[Saved data entries]
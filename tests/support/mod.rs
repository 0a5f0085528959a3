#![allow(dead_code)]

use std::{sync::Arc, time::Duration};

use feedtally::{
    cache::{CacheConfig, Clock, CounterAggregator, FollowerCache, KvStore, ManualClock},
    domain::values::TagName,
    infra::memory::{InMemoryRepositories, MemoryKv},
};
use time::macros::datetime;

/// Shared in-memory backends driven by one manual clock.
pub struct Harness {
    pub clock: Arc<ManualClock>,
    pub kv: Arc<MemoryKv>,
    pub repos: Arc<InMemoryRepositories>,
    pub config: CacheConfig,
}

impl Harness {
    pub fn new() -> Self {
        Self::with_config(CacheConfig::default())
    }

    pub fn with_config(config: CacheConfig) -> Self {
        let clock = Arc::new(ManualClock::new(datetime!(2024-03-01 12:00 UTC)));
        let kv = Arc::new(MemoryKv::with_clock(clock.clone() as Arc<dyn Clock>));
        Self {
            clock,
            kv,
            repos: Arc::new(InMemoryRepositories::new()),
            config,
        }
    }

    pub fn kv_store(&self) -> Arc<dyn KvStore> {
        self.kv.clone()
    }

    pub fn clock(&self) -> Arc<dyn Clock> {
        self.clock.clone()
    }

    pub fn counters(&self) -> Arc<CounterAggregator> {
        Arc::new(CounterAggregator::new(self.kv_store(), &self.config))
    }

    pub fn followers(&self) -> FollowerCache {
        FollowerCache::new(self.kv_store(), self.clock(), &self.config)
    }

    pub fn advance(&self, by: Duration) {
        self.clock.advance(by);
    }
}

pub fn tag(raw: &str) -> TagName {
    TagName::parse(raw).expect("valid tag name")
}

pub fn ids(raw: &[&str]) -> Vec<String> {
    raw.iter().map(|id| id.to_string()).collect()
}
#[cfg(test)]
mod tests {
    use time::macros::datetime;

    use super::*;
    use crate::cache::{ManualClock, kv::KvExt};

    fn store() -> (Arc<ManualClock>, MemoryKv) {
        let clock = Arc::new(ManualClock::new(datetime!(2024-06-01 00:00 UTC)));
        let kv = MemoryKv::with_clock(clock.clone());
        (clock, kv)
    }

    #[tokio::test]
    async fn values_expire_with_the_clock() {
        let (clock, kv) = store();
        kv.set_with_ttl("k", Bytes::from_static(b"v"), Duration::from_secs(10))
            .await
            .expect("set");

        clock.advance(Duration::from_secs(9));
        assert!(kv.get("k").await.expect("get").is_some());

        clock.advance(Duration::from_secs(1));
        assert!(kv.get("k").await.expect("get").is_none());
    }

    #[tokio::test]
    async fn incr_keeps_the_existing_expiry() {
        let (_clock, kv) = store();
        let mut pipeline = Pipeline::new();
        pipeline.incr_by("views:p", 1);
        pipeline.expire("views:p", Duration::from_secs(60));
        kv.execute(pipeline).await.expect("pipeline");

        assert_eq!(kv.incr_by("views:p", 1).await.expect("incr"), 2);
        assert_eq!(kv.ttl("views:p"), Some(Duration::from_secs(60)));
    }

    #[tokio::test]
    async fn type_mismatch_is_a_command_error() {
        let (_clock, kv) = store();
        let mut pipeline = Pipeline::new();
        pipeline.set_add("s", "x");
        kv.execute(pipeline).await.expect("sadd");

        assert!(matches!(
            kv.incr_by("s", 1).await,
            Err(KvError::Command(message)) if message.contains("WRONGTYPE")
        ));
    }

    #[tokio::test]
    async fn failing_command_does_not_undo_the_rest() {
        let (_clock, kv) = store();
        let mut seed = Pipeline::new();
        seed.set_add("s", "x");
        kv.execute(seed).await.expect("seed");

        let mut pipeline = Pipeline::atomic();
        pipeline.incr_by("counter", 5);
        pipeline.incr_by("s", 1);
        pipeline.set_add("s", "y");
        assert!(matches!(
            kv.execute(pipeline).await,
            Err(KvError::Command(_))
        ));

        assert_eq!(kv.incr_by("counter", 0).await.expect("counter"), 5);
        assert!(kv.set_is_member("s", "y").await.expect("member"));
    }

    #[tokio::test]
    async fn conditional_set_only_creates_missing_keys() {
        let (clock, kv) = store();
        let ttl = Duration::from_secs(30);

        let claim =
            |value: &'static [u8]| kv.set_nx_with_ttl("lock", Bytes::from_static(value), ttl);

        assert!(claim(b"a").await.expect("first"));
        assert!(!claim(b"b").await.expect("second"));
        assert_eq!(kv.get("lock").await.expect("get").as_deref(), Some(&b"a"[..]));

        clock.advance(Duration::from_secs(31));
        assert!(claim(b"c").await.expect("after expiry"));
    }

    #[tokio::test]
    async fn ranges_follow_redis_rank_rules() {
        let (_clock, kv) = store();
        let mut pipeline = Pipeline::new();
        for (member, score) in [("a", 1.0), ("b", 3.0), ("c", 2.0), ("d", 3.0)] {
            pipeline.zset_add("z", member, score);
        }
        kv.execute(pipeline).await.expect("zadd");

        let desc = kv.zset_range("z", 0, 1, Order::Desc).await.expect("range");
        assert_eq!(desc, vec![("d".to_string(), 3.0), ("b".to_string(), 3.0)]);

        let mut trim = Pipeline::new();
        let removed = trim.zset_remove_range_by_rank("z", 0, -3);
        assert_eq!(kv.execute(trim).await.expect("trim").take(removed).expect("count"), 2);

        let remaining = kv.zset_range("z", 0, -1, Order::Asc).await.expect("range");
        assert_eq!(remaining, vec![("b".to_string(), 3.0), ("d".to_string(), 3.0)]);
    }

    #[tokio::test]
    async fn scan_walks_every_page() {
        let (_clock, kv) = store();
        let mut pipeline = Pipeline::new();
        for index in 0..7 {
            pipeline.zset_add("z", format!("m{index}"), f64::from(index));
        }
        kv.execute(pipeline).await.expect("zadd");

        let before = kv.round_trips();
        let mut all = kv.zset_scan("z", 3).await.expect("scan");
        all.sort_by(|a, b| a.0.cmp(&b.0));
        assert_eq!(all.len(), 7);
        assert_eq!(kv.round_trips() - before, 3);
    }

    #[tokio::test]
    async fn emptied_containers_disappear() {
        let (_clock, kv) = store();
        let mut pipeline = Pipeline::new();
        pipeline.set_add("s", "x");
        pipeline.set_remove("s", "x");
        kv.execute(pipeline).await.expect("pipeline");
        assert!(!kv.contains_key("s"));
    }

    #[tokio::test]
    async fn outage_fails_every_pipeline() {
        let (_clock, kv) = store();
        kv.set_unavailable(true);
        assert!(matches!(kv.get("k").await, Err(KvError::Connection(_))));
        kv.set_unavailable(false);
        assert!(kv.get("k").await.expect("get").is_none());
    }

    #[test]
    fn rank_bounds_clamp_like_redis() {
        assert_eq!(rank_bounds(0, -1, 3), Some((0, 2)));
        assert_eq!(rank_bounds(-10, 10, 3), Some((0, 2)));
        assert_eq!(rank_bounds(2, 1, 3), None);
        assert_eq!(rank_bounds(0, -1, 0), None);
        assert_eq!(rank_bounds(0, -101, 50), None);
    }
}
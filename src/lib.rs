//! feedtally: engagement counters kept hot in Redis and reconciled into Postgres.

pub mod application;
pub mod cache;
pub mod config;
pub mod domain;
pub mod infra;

...

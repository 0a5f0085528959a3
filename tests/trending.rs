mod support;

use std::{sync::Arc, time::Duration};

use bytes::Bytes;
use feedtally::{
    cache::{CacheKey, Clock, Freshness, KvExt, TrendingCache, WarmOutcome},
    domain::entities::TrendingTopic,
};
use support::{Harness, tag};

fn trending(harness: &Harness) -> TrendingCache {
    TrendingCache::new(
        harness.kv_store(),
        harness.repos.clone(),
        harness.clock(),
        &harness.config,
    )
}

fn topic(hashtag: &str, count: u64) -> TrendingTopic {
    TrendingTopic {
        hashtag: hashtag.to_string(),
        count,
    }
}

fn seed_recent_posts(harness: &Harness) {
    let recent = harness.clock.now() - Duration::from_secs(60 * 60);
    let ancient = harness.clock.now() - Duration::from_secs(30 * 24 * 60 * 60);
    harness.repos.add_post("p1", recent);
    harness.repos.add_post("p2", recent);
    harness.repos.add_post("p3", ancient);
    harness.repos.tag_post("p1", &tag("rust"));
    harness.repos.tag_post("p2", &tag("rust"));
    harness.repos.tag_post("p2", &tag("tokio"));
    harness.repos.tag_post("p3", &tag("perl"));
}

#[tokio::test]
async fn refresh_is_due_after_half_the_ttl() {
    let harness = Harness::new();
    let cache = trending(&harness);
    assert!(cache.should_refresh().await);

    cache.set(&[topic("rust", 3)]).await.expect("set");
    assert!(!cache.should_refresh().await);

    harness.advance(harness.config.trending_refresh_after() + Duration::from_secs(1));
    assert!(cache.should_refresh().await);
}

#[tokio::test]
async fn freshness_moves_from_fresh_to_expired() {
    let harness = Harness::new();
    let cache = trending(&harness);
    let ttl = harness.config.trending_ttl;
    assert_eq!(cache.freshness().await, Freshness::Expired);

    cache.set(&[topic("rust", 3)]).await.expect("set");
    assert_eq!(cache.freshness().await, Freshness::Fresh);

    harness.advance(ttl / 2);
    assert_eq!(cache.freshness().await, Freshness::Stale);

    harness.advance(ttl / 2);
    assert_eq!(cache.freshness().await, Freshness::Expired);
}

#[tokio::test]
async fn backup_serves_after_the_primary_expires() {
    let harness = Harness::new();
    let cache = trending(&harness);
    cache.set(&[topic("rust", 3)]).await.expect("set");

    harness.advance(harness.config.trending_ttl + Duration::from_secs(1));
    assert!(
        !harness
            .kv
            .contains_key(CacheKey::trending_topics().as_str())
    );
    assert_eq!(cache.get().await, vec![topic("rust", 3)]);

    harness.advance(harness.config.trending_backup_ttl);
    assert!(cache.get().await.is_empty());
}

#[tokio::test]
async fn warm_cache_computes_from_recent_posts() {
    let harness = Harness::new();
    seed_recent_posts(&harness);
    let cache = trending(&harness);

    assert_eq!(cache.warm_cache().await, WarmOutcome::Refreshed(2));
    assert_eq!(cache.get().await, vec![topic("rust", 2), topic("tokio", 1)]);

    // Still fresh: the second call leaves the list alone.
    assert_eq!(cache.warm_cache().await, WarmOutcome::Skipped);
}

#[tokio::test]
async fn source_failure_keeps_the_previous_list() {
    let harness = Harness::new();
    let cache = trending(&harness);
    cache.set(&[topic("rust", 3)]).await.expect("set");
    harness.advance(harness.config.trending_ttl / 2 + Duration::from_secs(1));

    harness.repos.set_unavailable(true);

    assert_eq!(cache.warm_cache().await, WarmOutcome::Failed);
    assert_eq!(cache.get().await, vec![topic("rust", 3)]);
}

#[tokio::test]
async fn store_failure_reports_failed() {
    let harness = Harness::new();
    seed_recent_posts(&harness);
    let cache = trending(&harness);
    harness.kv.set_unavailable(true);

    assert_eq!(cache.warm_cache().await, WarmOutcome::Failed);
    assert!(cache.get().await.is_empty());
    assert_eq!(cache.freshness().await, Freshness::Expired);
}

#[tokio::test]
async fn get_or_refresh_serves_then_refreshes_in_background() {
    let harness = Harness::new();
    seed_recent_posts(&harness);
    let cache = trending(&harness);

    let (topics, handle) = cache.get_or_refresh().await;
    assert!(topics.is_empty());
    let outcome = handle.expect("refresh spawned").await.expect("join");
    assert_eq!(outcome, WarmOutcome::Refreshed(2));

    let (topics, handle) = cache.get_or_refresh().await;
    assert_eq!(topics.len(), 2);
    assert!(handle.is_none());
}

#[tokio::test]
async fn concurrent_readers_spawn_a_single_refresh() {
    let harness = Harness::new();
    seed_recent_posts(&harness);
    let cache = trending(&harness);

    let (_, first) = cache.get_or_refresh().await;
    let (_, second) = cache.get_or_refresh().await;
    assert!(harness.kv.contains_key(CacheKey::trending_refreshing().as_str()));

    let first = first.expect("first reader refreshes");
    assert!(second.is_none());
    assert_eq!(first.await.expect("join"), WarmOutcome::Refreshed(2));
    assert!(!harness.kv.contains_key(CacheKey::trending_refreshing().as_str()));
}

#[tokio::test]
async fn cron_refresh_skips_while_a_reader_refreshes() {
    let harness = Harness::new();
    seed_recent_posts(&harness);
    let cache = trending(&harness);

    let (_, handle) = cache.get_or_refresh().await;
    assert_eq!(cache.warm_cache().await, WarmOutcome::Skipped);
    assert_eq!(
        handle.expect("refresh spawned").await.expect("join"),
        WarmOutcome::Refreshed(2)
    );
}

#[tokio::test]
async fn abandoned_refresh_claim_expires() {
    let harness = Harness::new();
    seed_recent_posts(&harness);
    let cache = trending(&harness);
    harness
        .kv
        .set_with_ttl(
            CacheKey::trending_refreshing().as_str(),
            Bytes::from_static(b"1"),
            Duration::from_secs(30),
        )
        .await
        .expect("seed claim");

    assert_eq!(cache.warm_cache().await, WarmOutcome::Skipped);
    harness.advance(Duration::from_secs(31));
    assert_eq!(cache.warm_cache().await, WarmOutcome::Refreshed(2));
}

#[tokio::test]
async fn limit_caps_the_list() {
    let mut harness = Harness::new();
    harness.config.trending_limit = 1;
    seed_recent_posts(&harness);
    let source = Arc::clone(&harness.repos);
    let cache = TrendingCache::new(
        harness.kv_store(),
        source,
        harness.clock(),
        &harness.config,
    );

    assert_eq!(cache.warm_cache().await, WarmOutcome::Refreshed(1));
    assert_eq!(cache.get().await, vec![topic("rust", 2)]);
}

* * *

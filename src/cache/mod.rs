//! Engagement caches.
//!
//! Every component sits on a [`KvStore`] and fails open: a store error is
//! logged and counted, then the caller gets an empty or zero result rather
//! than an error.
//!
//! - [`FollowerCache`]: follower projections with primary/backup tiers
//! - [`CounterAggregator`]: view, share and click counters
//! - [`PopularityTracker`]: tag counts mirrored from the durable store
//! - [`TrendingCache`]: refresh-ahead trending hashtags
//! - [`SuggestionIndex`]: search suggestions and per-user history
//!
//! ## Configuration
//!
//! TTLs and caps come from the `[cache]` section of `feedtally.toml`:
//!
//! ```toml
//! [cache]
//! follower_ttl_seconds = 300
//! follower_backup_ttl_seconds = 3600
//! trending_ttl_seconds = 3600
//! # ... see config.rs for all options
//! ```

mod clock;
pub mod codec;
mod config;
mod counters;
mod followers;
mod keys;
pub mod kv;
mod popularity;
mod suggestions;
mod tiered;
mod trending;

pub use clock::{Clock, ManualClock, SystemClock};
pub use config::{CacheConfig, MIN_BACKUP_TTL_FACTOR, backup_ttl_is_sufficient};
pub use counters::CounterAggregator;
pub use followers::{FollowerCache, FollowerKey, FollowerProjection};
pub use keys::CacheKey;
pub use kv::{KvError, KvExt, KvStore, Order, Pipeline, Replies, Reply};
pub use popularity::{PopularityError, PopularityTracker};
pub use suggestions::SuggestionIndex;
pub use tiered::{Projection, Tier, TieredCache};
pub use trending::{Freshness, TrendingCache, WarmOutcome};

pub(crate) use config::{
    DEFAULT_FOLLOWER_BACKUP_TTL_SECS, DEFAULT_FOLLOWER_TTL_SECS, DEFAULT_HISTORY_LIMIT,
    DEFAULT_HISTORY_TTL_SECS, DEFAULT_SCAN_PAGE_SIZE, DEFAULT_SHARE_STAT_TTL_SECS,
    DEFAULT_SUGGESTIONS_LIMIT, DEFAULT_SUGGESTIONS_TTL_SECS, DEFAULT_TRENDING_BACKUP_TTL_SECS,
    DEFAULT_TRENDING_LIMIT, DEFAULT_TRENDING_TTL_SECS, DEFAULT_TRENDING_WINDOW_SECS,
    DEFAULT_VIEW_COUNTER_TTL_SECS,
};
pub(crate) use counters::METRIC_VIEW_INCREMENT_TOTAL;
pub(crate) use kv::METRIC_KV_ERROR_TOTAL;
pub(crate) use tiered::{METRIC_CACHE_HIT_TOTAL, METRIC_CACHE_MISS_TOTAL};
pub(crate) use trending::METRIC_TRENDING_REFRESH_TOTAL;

#### TASK OBJECTIVE
Nothing but the lines above from the one containing "pub fn tag(raw: &str)" through the one containing "use super::*;" should appear in the answer, each repeated exactly.

#### SOLUTION TO THIS EXERCISE
pub fn tag(raw: &str) -> TagName {
    TagName::parse(raw).expect("valid tag name")
}

pub fn ids(raw: &[&str]) -> Vec<String> {
    raw.iter().map(|id| id.to_string()).collect()
}
#[cfg(test)]
mod tests {
    use time::macros::datetime;

    use super::*;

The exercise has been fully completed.